- Born: October 20, 1934 Tokyo, Japan
- Died: January 27, 2026 (aged 91) Philadelphia, Pennsylvania, U.S.
- Citizenship: United States
- Occupation: Historian
- Spouse: Mitsuko
- Relatives: Sister: Kyoko Iriye Selden

Academic background
- Education: Haverford College (BA) Harvard University (PhD)

Academic work
- Discipline: History
- Sub-discipline: Diplomatic history, Transnational history, Global history, History of Japan, United States–Japan relations
- Institutions: University of California, Santa Cruz University of Rochester University of Chicago Harvard University
- Doctoral students: KC Johnson, Nick Kapur, Barbara Keys, Jonathan Rosenberg

= Akira Iriye =

American historian (1934–2026)

Akira Iriye (入江 昭, Irie Akira) was an American historian specializing in diplomatic history, international and transnational history. He taught at University of Chicago and Harvard University until his retirement in 2005.

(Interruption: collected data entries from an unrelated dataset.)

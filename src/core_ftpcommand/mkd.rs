use crate::core_ftpcommand::utils::{acquire_transport, reply_transport_error, resolve_arg};
use crate::core_network::network::GatewayContext;
use crate::helpers::{reply, ControlWriter};
use crate::session::Session;
use log::{info, warn};
use std::sync::Arc;
use tokio::sync::Mutex;

/// Handles the MKD (Make Directory) FTP command.
pub async fn handle_mkd_command(
    writer: ControlWriter,
    ctx: Arc<GatewayContext>,
    session: Arc<Mutex<Session>>,
    arg: String,
) -> Result<(), std::io::Error> {
    if arg.trim().is_empty() {
        warn!("MKD command received with no arguments");
        return reply(&writer, 501, "Syntax error in parameters or arguments").await;
    }

    let path = resolve_arg(&session, &arg).await;
    let Some(mut lease) = acquire_transport(&writer, &ctx).await? else {
        return Ok(());
    };

    let result = lease.create_directory(&path).await;
    match result {
        Ok(()) => {
            info!("Created remote directory {}", path);
            let quoted = path.replace('"', "\"\"");
            reply(&writer, 257, &format!("\"{}\" directory created", quoted)).await
        }
        Err(e) => {
            warn!("Failed to create directory {}: {}", path, e);
            reply_transport_error(&writer, &mut lease, e).await
        }
    }
}
use crate::core_network::network::GatewayContext;
use crate::helpers::{reply, ControlWriter};
use crate::session::Session;
use log::info;
use std::sync::Arc;
use tokio::sync::Mutex;

/// Handles the USER FTP command.
///
/// The gateway already holds working credentials for the remote host, so any
/// user name is accepted and only recorded for logging.
///
/// # Arguments
///
/// * `writer` - The shared control connection writer.
/// * `_ctx` - The gateway context (not used in this command).
/// * `session` - The client's session.
/// * `username` - The user name provided by the client.
///
/// # Returns
///
/// Result<(), std::io::Error> indicating the success or failure of the operation.
pub async fn handle_user_command(
    writer: ControlWriter,
    _ctx: Arc<GatewayContext>,
    session: Arc<Mutex<Session>>,
    username: String,
) -> Result<(), std::io::Error> {
    {
        let mut session = session.lock().await;
        info!("Session {}: USER {}", session.id, username);
        session.username = Some(username);
    }

    reply(&writer, 331, "User name okay, need password").await
}
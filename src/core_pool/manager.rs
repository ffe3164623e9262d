use log::{debug, info, warn};
use std::ops::Deref;
use std::sync::atomic::{AtomicBool, Ordering};
use std::sync::{Arc, Mutex, Weak};
use std::time::{Duration, Instant};
use tokio::sync::Notify;
use tokio::task::JoinHandle;

use super::semaphore::{AdmissionPermit, AdmissionSemaphore, IdleReclaimer};
use crate::config::PoolConfig;
use crate::core_error::GatewayError;
use crate::core_transport::{RemoteTransport, TransportError, TransportFactory};

/// Tunables of the connection lifecycle manager.
#[derive(Debug, Clone)]
pub struct PoolSettings {
    pub stale_after: Duration,
    pub sweep_interval: Duration,
    pub connect_attempts: u32,
    pub retry_delay: Duration,
    pub admission_timeout: Duration,
}

impl From<&PoolConfig> for PoolSettings {
    fn from(config: &PoolConfig) -> Self {
        Self {
            stale_after: Duration::from_secs(config.stale_timeout_secs),
            sweep_interval: Duration::from_secs(config.sweep_interval_secs.max(1)),
            connect_attempts: config.connect_attempts.max(1),
            retry_delay: Duration::from_millis(config.retry_delay_ms),
            admission_timeout: Duration::from_secs(config.admission_timeout_secs),
        }
    }
}

/// One open transport together with the admission slot it occupies.
struct PooledTransport {
    transport: Box<dyn RemoteTransport>,
    last_used: Instant,
    permanent: bool,
    _permit: AdmissionPermit,
}

impl PooledTransport {
    fn is_stale(&self, stale_after: Duration) -> bool {
        self.last_used.elapsed() > stale_after
    }
}

struct PoolInner {
    factory: Arc<dyn TransportFactory>,
    admission: Arc<AdmissionSemaphore>,
    host: String,
    settings: PoolSettings,
    idle: Mutex<Vec<PooledTransport>>,
    released: Notify,
    reclaiming: Arc<AtomicBool>,
}

impl PoolInner {
    fn take_idle(&self) -> Option<PooledTransport> {
        self.idle.lock().unwrap_or_else(|e| e.into_inner()).pop()
    }

    fn put_idle(&self, pooled: PooledTransport) {
        self.idle
            .lock()
            .unwrap_or_else(|e| e.into_inner())
            .push(pooled);
        self.released.notify_one();
    }
}

impl IdleReclaimer for PoolInner {
    /// Closes the oldest idle transport so its slot goes to another waiter
    /// on the same host. The warm transport is only given up when nothing
    /// else is idle.
    fn reclaim_idle(&self) -> bool {
        if self.reclaiming.load(Ordering::SeqCst) {
            // The previous eviction still holds its slot until closed.
            return true;
        }
        let victim = {
            let mut idle = self.idle.lock().unwrap_or_else(|e| e.into_inner());
            let index = idle
                .iter()
                .enumerate()
                .min_by_key(|(_, p)| (p.permanent, p.last_used))
                .map(|(i, _)| i);
            index.map(|i| idle.remove(i))
        };
        let Some(pooled) = victim else {
            return false;
        };

        if pooled.permanent {
            info!("Giving up warm transport for {} to another admission waiter", self.host);
        } else {
            debug!("Evicting idle transport for {}", self.host);
        }
        match tokio::runtime::Handle::try_current() {
            Ok(runtime) => {
                self.reclaiming.store(true, Ordering::SeqCst);
                let reclaiming = Arc::clone(&self.reclaiming);
                runtime.spawn(async move {
                    pooled.transport.close().await;
                    drop(pooled);
                    reclaiming.store(false, Ordering::SeqCst);
                });
            }
            Err(_) => drop(pooled),
        }
        true
    }
}

/// Creates, reuses and tears down remote transports for one remote host.
///
/// Handles are lent out through [`TransportLease`], which puts them back in
/// the idle pool when dropped, so a handle is never used by two sessions at
/// once and is never leaked on an error or cancellation path.
#[derive(Clone)]
pub struct ConnectionManager {
    inner: Arc<PoolInner>,
}

impl ConnectionManager {
    pub fn new(
        factory: Arc<dyn TransportFactory>,
        admission: Arc<AdmissionSemaphore>,
        settings: PoolSettings,
    ) -> Self {
        let host = factory.host_key();
        let inner = Arc::new(PoolInner {
            factory,
            admission,
            host,
            settings,
            idle: Mutex::new(Vec::new()),
            released: Notify::new(),
            reclaiming: Arc::new(AtomicBool::new(false)),
        });
        let reclaimer: Weak<dyn IdleReclaimer> = Arc::downgrade(&inner) as Weak<dyn IdleReclaimer>;
        inner.admission.register_reclaimer(&inner.host, reclaimer);
        Self { inner }
    }

    pub fn host(&self) -> &str {
        &self.inner.host
    }

    pub fn admission(&self) -> &Arc<AdmissionSemaphore> {
        &self.inner.admission
    }

    pub fn idle_count(&self) -> usize {
        self.inner
            .idle
            .lock()
            .unwrap_or_else(|e| e.into_inner())
            .len()
    }

    /// Opens the permanent transport kept warm regardless of idle time.
    pub async fn warm_up(&self) -> Result<(), GatewayError> {
        let permit = tokio::time::timeout(
            self.inner.settings.admission_timeout,
            self.inner.admission.acquire(&self.inner.host),
        )
        .await
        .map_err(|_| GatewayError::AdmissionTimeout(self.inner.host.clone()))?;
        let transport = self.connect_with_retry().await?;
        info!("Warm transport opened for {}", self.inner.host);
        self.inner.put_idle(PooledTransport {
            transport,
            last_used: Instant::now(),
            permanent: true,
            _permit: permit,
        });
        Ok(())
    }

    /// Returns a usable transport, reusing an idle one when it is fresh and
    /// answers a liveness probe, otherwise connecting a new one once an
    /// admission slot is free.
    pub async fn acquire(&self) -> Result<TransportLease, GatewayError> {
        let deadline = tokio::time::Instant::now() + self.inner.settings.admission_timeout;

        loop {
            let released = self.inner.released.notified();
            tokio::pin!(released);
            released.as_mut().enable();

            if let Some(pooled) = self.reuse_idle().await {
                return Ok(self.lease(pooled));
            }

            tokio::select! {
                permit = self.inner.admission.acquire(&self.inner.host) => {
                    let transport = self.connect_with_retry().await?;
                    debug!("Opened new transport for {}", self.inner.host);
                    return Ok(self.lease(PooledTransport {
                        transport,
                        last_used: Instant::now(),
                        permanent: false,
                        _permit: permit,
                    }));
                }
                _ = &mut released => {
                    debug!("Transport released for {}, retrying pool", self.inner.host);
                }
                _ = tokio::time::sleep_until(deadline) => {
                    warn!("Admission wait timed out for {}", self.inner.host);
                    return Err(GatewayError::AdmissionTimeout(self.inner.host.clone()));
                }
            }
        }
    }

    async fn reuse_idle(&self) -> Option<PooledTransport> {
        while let Some(mut pooled) = self.inner.take_idle() {
            if !pooled.permanent && pooled.is_stale(self.inner.settings.stale_after) {
                debug!("Discarding stale transport for {}", self.inner.host);
                pooled.transport.close().await;
                continue;
            }
            match pooled.transport.list_directory("/").await {
                Ok(_) => {
                    pooled.last_used = Instant::now();
                    debug!("Reusing pooled transport for {}", self.inner.host);
                    return Some(pooled);
                }
                Err(e) => {
                    warn!(
                        "Pooled transport for {} failed liveness probe: {}",
                        self.inner.host, e
                    );
                    pooled.transport.close().await;
                    if pooled.permanent {
                        // Replace the warm transport in the background.
                        let manager = self.clone();
                        drop(pooled);
                        tokio::spawn(async move {
                            if let Err(e) = manager.warm_up().await {
                                warn!("Could not replace warm transport: {}", e);
                            }
                        });
                    }
                }
            }
        }
        None
    }

    async fn connect_with_retry(&self) -> Result<Box<dyn RemoteTransport>, GatewayError> {
        let attempts = self.inner.settings.connect_attempts;
        let mut last_error = TransportError::Closed;
        for attempt in 1..=attempts {
            match self.inner.factory.connect().await {
                Ok(transport) => return Ok(transport),
                Err(e) => {
                    warn!(
                        "Connection attempt {}/{} to {} failed: {}",
                        attempt, attempts, self.inner.host, e
                    );
                    last_error = e;
                    if attempt < attempts {
                        tokio::time::sleep(self.inner.settings.retry_delay * attempt).await;
                    }
                }
            }
        }
        Err(GatewayError::Transport(last_error))
    }

    fn lease(&self, pooled: PooledTransport) -> TransportLease {
        TransportLease {
            pooled: Some(pooled),
            inner: Arc::clone(&self.inner),
            discard: false,
        }
    }

    /// Closes idle, non-permanent transports unused beyond the staleness window.
    pub async fn sweep(&self) -> usize {
        let stale: Vec<PooledTransport> = {
            let mut idle = self.inner.idle.lock().unwrap_or_else(|e| e.into_inner());
            let (stale, keep): (Vec<_>, Vec<_>) = idle
                .drain(..)
                .partition(|p| !p.permanent && p.is_stale(self.inner.settings.stale_after));
            *idle = keep;
            stale
        };
        let closed = stale.len();
        for pooled in stale {
            pooled.transport.close().await;
        }
        if closed > 0 {
            info!("Idle sweep closed {} transport(s) for {}", closed, self.inner.host);
        }
        closed
    }

    pub fn spawn_sweeper(&self) -> JoinHandle<()> {
        let manager = self.clone();
        tokio::spawn(async move {
            let mut ticker = tokio::time::interval(manager.inner.settings.sweep_interval);
            ticker.tick().await;
            loop {
                ticker.tick().await;
                manager.sweep().await;
            }
        })
    }

    /// Closes every idle transport, permanent ones included.
    pub async fn shutdown(&self) {
        let all: Vec<PooledTransport> = self
            .inner
            .idle
            .lock()
            .unwrap_or_else(|e| e.into_inner())
            .drain(..)
            .collect();
        for pooled in all {
            pooled.transport.close().await;
        }
    }
}

/// Exclusive use of one remote transport for the duration of a command.
pub struct TransportLease {
    pooled: Option<PooledTransport>,
    inner: Arc<PoolInner>,
    discard: bool,
}

impl TransportLease {
    /// Marks the transport as broken: it is closed instead of pooled on release.
    pub fn discard(&mut self) {
        self.discard = true;
    }

    /// Discards the transport if `err` shows the session is unusable.
    pub fn note_error(&mut self, err: &TransportError) {
        if err.is_fatal() {
            self.discard();
        }
    }
}

impl Deref for TransportLease {
    type Target = dyn RemoteTransport;

    fn deref(&self) -> &Self::Target {
        match &self.pooled {
            Some(pooled) => pooled.transport.as_ref(),
            None => unreachable!("lease used after release"),
        }
    }
}

impl Drop for TransportLease {
    fn drop(&mut self) {
        let Some(mut pooled) = self.pooled.take() else {
            return;
        };
        if self.discard {
            debug!("Closing discarded transport for {}", self.inner.host);
            match tokio::runtime::Handle::try_current() {
                Ok(runtime) => {
                    runtime.spawn(async move {
                        pooled.transport.close().await;
                    });
                }
                Err(_) => drop(pooled),
            }
            return;
        }
        pooled.last_used = Instant::now();
        self.inner.put_idle(pooled);
        debug!("Transport returned to pool for {}", self.inner.host);
    }
}
use clap::Parser;

/// Command-line arguments
#[derive(Parser, Debug)]
#[command(
    name = "rouillegate",
    about = "A local FTP gateway to SFTP servers, with SSH tunnels."
)]
pub struct Cli {
    /// Path to the configuration file
    #[arg(short, long, default_value = "")]
    pub config: String,

    /// Port for the FTP listener, overrides the configuration file
    #[arg(short = 'p', long)]
    pub listen_port: Option<u16>,

    /// Enable verbose mode
    #[arg(short, long)]
    pub verbose: bool,
}
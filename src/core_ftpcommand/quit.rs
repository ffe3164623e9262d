use crate::core_network::network::GatewayContext;
use crate::helpers::{reply, ControlWriter};
use crate::session::Session;
use log::info;
use std::sync::Arc;
use tokio::sync::Mutex;

/// Handles the QUIT FTP command.
///
/// Acknowledges and flags the session; the command loop closes the
/// connection and tears the session down after this returns.
///
/// # Arguments
///
/// * `writer` - The shared control connection writer.
/// * `_ctx` - The gateway context (not used in this command).
/// * `session` - The client's session.
/// * `_arg` - The argument for the QUIT command (not used in this command).
///
/// # Returns
///
/// Result<(), std::io::Error> indicating the success or failure of the operation.
pub async fn handle_quit_command(
    writer: ControlWriter,
    _ctx: Arc<GatewayContext>,
    session: Arc<Mutex<Session>>,
    _arg: String,
) -> Result<(), std::io::Error> {
    {
        let mut session = session.lock().await;
        info!("Session {}: received QUIT command", session.id);
        session.quit = true;
    }
    reply(&writer, 221, "Goodbye").await
}
#[allow(clippy::module_inception)]
pub mod core_cli;

pub use core_cli::Cli;
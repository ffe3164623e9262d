use crate::core_network::network::GatewayContext;
use crate::helpers::{reply, ControlWriter};
use crate::session::Session;
use std::sync::Arc;
use tokio::sync::Mutex;

pub async fn handle_pass_command(
    writer: ControlWriter,
    _ctx: Arc<GatewayContext>,
    _session: Arc<Mutex<Session>>,
    _password: String,
) -> Result<(), std::io::Error> {
    reply(&writer, 230, "User logged in").await
}
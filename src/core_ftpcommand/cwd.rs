use crate::core_ftpcommand::utils::{acquire_transport, reply_transport_error, resolve_arg};
use crate::core_network::network::GatewayContext;
use crate::core_transport::TransportError;
use crate::helpers::{reply, ControlWriter};
use crate::session::Session;
use log::{debug, info};
use std::sync::Arc;
use tokio::sync::Mutex;

pub async fn handle_cwd_command(
    writer: ControlWriter,
    ctx: Arc<GatewayContext>,
    session: Arc<Mutex<Session>>,
    arg: String,
) -> Result<(), std::io::Error> {
    change_directory(writer, ctx, session, &arg).await
}

/// Moves the session to `target` once the remote side confirms it is a
/// directory. The working directory is left untouched on any failure.
pub async fn change_directory(
    writer: ControlWriter,
    ctx: Arc<GatewayContext>,
    session: Arc<Mutex<Session>>,
    target: &str,
) -> Result<(), std::io::Error> {
    let new_dir = resolve_arg(&session, target).await;

    let Some(mut lease) = acquire_transport(&writer, &ctx).await? else {
        return Ok(());
    };

    let result = lease.attributes(&new_dir).await;
    match result {
        Ok(attributes) if attributes.is_directory => {
            drop(lease);
            let mut session = session.lock().await;
            info!("Session {}: directory changed to {}", session.id, new_dir);
            session.current_dir = new_dir.clone();
            drop(session);
            reply(&writer, 250, &format!("Directory changed to {}", new_dir)).await
        }
        Ok(_) | Err(TransportError::NotFound(_)) => {
            debug!("CWD target {} is not a directory", new_dir);
            reply(&writer, 550, "Directory not found").await
        }
        Err(e) => reply_transport_error(&writer, &mut lease, e).await,
    }
}
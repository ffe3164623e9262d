use crate::core_ftpcommand::utils::{acquire_transport, reply_transport_error, resolve_arg};
use crate::core_network::network::GatewayContext;
use crate::core_transport::TransportError;
use crate::helpers::{format_mdtm, reply, ControlWriter};
use crate::session::Session;
use std::sync::Arc;
use tokio::sync::Mutex;

/// Handles the MDTM command: `213 YYYYMMDDHHMMSS` in UTC.
pub async fn handle_mdtm_command(
    writer: ControlWriter,
    ctx: Arc<GatewayContext>,
    session: Arc<Mutex<Session>>,
    arg: String,
) -> Result<(), std::io::Error> {
    if arg.trim().is_empty() {
        return reply(&writer, 501, "Syntax error in parameters or arguments").await;
    }

    let path = resolve_arg(&session, &arg).await;
    let Some(mut lease) = acquire_transport(&writer, &ctx).await? else {
        return Ok(());
    };

    let result = lease.attributes(&path).await;
    match result {
        Ok(attributes) => match attributes.modified.and_then(format_mdtm) {
            Some(stamp) => reply(&writer, 213, &stamp).await,
            None => reply(&writer, 550, "Modification time not available").await,
        },
        Err(TransportError::NotFound(_)) => reply(&writer, 550, "File not found").await,
        Err(e) => reply_transport_error(&writer, &mut lease, e).await,
    }
}
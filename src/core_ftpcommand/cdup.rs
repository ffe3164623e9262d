use crate::core_ftpcommand::cwd::change_directory;
use crate::core_network::network::GatewayContext;
use crate::helpers::ControlWriter;
use crate::session::Session;
use std::sync::Arc;
use tokio::sync::Mutex;

/// Handles the CDUP command: a CWD to the parent directory.
pub async fn handle_cdup_command(
    writer: ControlWriter,
    ctx: Arc<GatewayContext>,
    session: Arc<Mutex<Session>>,
    _arg: String,
) -> Result<(), std::io::Error> {
    change_directory(writer, ctx, session, "..").await
}
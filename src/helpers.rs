use chrono::{DateTime, Datelike, Utc};
use std::sync::Arc;
use tokio::io::AsyncWriteExt;
use tokio::net::tcp::OwnedWriteHalf;
use tokio::sync::Mutex;

use crate::core_transport::RemoteEntry;

/// Write half of a client's control connection, shared by the command loop
/// and the transfer tasks it spawns.
pub type ControlWriter = Arc<Mutex<OwnedWriteHalf>>;

/// Sends a response to the client.
pub async fn send_response(writer: &ControlWriter, message: &[u8]) -> Result<(), std::io::Error> {
    let mut writer = writer.lock().await;
    writer.write_all(message).await?;
    writer.flush().await?;
    Ok(())
}

/// Sends a single-line `CODE message` reply.
pub async fn reply(writer: &ControlWriter, code: u16, message: &str) -> Result<(), std::io::Error> {
    send_response(writer, format!("{} {}\r\n", code, message).as_bytes()).await
}

/// Sends a multi-line reply: `CODE-first`, indented body lines, `CODE last`.
pub async fn reply_multiline(
    writer: &ControlWriter,
    code: u16,
    first: &str,
    lines: &[&str],
    last: &str,
) -> Result<(), std::io::Error> {
    let mut message = format!("{}-{}\r\n", code, first);
    for line in lines {
        message.push_str(&format!(" {}\r\n", line));
    }
    message.push_str(&format!("{} {}\r\n", code, last));
    send_response(writer, message.as_bytes()).await
}

/// Collapses `.`, `..` and repeated slashes. The result always starts with
/// a single `/` and never climbs above the root.
pub fn normalize_path(path: &str) -> String {
    let mut stack: Vec<&str> = Vec::new();
    for component in path.split('/') {
        match component {
            "" | "." => {}
            ".." => {
                stack.pop();
            }
            name => stack.push(name),
        }
    }
    format!("/{}", stack.join("/"))
}

/// Resolves a command argument against the session's working directory.
pub fn resolve_path(current_dir: &str, arg: &str) -> String {
    let arg = arg.trim();
    if arg.starts_with('/') {
        normalize_path(arg)
    } else {
        normalize_path(&format!("{}/{}", current_dir, arg))
    }
}

/// Formats one directory entry as an `ls -l` line, without the line ending.
pub fn format_list_line(entry: &RemoteEntry, now: DateTime<Utc>) -> String {
    let permissions = if entry.is_directory {
        "drwxr-xr-x"
    } else {
        "-rw-r--r--"
    };
    let modified = entry
        .modified
        .and_then(|secs| DateTime::<Utc>::from_timestamp(secs, 0))
        .unwrap_or(now);
    // Recent entries show the time of day, older ones the year.
    let date = if modified.year() == now.year() {
        modified.format("%b %d %H:%M")
    } else {
        modified.format("%b %d  %Y")
    };
    format!(
        "{} 1 owner group {:>12} {} {}",
        permissions, entry.size, date, entry.name
    )
}

/// MDTM timestamp: `YYYYMMDDHHMMSS` in UTC.
pub fn format_mdtm(secs: i64) -> Option<String> {
    DateTime::<Utc>::from_timestamp(secs, 0).map(|t| t.format("%Y%m%d%H%M%S").to_string())
}
pub mod download;
pub mod upload;

use log::{info, warn};
use std::sync::Arc;
use std::time::Instant;
use tokio::fs::File;
use tokio_util::sync::CancellationToken;

use crate::core_error::GatewayError;
use crate::core_network::data_channel::PendingDataChannel;
use crate::core_network::network::GatewayContext;
use crate::core_pool::TransportLease;
use crate::core_transport::RemoteFile;
use crate::helpers::{send_response, ControlWriter};
use crate::session::{ActiveTransfer, Session};

/// Work carried out over one data connection.
pub enum TransferJob {
    /// Pre-formatted `ls -l` lines.
    Listing { lines: Vec<String> },
    /// Remote file already opened for reading, sent from `offset`.
    Retrieve {
        lease: TransportLease,
        file: Box<dyn RemoteFile>,
        path: String,
        offset: u64,
    },
    /// Upload staged locally, then written to `path`.
    Store { lease: TransportLease, path: String },
}

impl TransferJob {
    fn describe(&self) -> String {
        match self {
            TransferJob::Listing { lines } => format!("listing ({} entries)", lines.len()),
            TransferJob::Retrieve { path, offset, .. } => format!("RETR {} @{}", path, offset),
            TransferJob::Store { path, .. } => format!("STOR {}", path),
        }
    }

    fn completion_message(&self) -> &'static str {
        match self {
            TransferJob::Listing { .. } => "Directory send OK",
            _ => "Transfer complete",
        }
    }
}

/// Runs `job` in the background and registers it on the session so ABOR
/// and disconnects can cancel it. The final reply (226, 4xx or 5xx) is sent
/// by the task itself.
pub fn spawn_transfer(
    writer: ControlWriter,
    ctx: Arc<GatewayContext>,
    session: &mut Session,
    pending: PendingDataChannel,
    job: TransferJob,
) {
    let cancel = CancellationToken::new();
    let id = session.id;
    let task = run_transfer(writer, ctx, id, pending, job, cancel.clone());
    session.transfer = Some(ActiveTransfer::spawn(cancel, task));
}

async fn run_transfer(
    writer: ControlWriter,
    ctx: Arc<GatewayContext>,
    id: u64,
    pending: PendingDataChannel,
    job: TransferJob,
    cancel: CancellationToken,
) {
    let started = Instant::now();
    let description = job.describe();
    let completion = job.completion_message();
    info!("Session {}: starting {}", id, description);

    let result = execute(&ctx, pending, job, &cancel).await;

    let response = match &result {
        Ok(bytes) => {
            info!(
                "Session {}: {} finished, {} bytes in {:?}",
                id,
                description,
                bytes,
                started.elapsed()
            );
            format!("226 {}\r\n", completion)
        }
        Err(GatewayError::Cancelled) => {
            info!("Session {}: {} aborted", id, description);
            format!("{}\r\n", GatewayError::Cancelled.to_ftp_response())
        }
        Err(e) => {
            warn!("Session {}: {} failed: {}", id, description, e);
            format!("{}\r\n", e.to_ftp_response())
        }
    };

    if let Err(e) = send_response(&writer, response.as_bytes()).await {
        warn!("Session {}: could not send transfer reply: {}", id, e);
    }
}

/// Opens the data connection and performs the job. Every remote resource the
/// job owns is released before this returns.
async fn execute(
    ctx: &GatewayContext,
    pending: PendingDataChannel,
    job: TransferJob,
    cancel: &CancellationToken,
) -> Result<u64, GatewayError> {
    let server = &ctx.config.server;
    let timeout = server.data_connection_timeout();

    let opened = tokio::select! {
        _ = cancel.cancelled() => Err(GatewayError::Cancelled),
        stream = pending.open(timeout) => stream,
    };

    match job {
        TransferJob::Listing { lines } => {
            let mut data = opened?;
            download::send_listing(&mut data, &lines, cancel).await
        }
        TransferJob::Retrieve {
            mut lease,
            mut file,
            offset,
            ..
        } => {
            let result = match opened {
                Ok(mut data) => {
                    download::send_file(
                        &mut data,
                        file.as_mut(),
                        offset,
                        server.download_chunk(),
                        cancel,
                    )
                    .await
                }
                Err(e) => Err(e),
            };
            if let Err(e) = file.close().await {
                warn!("Failed to close remote file: {}", e);
                lease.note_error(&e);
            }
            if let Err(GatewayError::Transport(e)) = &result {
                lease.note_error(e);
            }
            result
        }
        TransferJob::Store { mut lease, path } => {
            let mut data = opened?;
            let scratch = upload::create_scratch(server.scratch_dir.as_deref())?;
            let mut local = File::from_std(scratch.reopen()?);

            let result = async {
                upload::drain_to_scratch(&mut data, &mut local, server.upload_chunk(), cancel)
                    .await?;
                drop(data);
                upload::upload_scratch(&*lease, &mut local, &path, server.upload_chunk(), cancel)
                    .await
            }
            .await;

            if let Err(GatewayError::Transport(e)) = &result {
                lease.note_error(e);
            }
            // Scratch file is deleted here whatever the outcome.
            drop(local);
            drop(scratch);
            result
        }
    }
}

In 1988, Iriye served as president of the American Historical Association, the only Japanese citizen to do so, and also served as president of the Society for Historians of American Foreign Relations. In 2005, he was awarded the Order of the Sacred Treasure, Gold and Silver Star, one of Japan's highest civilian honors. He was also awarded Japan's Yoshida Shigeru Prize for best book in public history. He also served as a member of the American Academy of Arts and Sciences beginning in 1982.

==Background==
Iriye was born in Tokyo on October 20, 1934, and graduated from Seikei High School. His father, Keishiro Iriye, was trained in law at Waseda University and published on matters related to Japan and international relations both as a legal scholar and journalist. Akira went to the United States to study at Haverford College, where Wallace MacCaffrey interested him in the study of English history. He graduated in 1957, and accepted an invitation from the Harvard History Department's Committee on American Far Eastern Policy Studies. Iriye finished his Ph.D. in history in 1961. At Harvard, he studied with John K. Fairbank and Ernest R. May. He was awarded a Guggenheim Fellowship in 1974.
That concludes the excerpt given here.